**TO DO**
Whenever a line in the records below holds the string "timestamp", copy it out.

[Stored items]

++++++++

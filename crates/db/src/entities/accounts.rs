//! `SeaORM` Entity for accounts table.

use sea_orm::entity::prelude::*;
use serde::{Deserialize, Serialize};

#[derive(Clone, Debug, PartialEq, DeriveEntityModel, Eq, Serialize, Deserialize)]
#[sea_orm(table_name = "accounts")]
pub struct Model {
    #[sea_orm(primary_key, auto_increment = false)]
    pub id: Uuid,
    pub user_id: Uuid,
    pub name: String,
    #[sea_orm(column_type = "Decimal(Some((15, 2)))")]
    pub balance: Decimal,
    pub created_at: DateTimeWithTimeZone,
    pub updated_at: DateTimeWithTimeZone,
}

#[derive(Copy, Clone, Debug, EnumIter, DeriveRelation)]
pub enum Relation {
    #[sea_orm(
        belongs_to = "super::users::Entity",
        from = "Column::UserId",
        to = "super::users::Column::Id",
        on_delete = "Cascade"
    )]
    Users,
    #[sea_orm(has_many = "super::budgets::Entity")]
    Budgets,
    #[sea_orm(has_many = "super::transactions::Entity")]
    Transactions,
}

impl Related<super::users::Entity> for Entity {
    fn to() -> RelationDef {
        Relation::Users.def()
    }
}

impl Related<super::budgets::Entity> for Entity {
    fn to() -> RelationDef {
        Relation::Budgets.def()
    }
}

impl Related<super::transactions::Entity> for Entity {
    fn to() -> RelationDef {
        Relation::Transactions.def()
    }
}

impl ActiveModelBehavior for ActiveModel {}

++++++++

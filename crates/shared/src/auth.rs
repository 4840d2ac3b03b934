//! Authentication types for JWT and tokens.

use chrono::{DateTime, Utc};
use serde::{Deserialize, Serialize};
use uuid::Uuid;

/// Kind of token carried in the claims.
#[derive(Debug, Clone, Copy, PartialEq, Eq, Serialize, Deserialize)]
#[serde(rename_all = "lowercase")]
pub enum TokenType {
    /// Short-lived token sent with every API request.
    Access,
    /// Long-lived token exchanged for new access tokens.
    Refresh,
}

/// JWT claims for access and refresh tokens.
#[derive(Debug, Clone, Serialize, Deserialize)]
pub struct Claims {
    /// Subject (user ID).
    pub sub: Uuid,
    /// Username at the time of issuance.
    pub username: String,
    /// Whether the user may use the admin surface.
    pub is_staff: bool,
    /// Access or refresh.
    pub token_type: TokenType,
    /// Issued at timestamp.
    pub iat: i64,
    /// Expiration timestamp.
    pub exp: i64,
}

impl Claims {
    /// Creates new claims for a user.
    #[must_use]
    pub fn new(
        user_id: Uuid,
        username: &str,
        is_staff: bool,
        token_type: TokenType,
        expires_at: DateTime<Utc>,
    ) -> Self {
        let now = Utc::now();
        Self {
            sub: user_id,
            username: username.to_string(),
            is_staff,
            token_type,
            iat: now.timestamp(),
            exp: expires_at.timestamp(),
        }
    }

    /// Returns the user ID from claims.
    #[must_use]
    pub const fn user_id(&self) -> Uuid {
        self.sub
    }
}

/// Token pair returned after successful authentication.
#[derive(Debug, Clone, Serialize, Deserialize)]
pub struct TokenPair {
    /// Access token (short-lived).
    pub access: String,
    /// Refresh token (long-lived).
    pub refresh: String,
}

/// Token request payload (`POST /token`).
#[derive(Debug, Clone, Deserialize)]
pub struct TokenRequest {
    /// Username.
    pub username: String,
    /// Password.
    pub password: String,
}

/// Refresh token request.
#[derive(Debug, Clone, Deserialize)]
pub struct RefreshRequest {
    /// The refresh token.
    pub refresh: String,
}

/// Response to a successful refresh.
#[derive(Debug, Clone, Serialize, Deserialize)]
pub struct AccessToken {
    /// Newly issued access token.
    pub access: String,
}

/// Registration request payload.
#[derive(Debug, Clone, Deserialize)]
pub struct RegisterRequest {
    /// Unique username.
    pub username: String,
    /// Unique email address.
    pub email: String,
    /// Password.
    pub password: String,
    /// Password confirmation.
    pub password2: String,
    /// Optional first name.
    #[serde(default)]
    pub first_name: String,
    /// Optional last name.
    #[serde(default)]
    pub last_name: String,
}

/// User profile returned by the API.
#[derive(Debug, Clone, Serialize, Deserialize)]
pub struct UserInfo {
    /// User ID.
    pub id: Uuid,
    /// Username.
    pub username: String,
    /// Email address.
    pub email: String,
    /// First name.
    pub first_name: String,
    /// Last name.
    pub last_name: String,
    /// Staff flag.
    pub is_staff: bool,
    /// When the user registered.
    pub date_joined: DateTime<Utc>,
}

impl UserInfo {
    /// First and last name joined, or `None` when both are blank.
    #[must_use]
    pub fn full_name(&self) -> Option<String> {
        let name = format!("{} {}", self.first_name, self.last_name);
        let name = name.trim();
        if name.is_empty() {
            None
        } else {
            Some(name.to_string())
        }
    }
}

++++++++

**PROBLEM SOLUTION**
    /// Issued at timestamp.
    /// Expiration timestamp.
            iat: now.timestamp(),
            exp: expires_at.timestamp(),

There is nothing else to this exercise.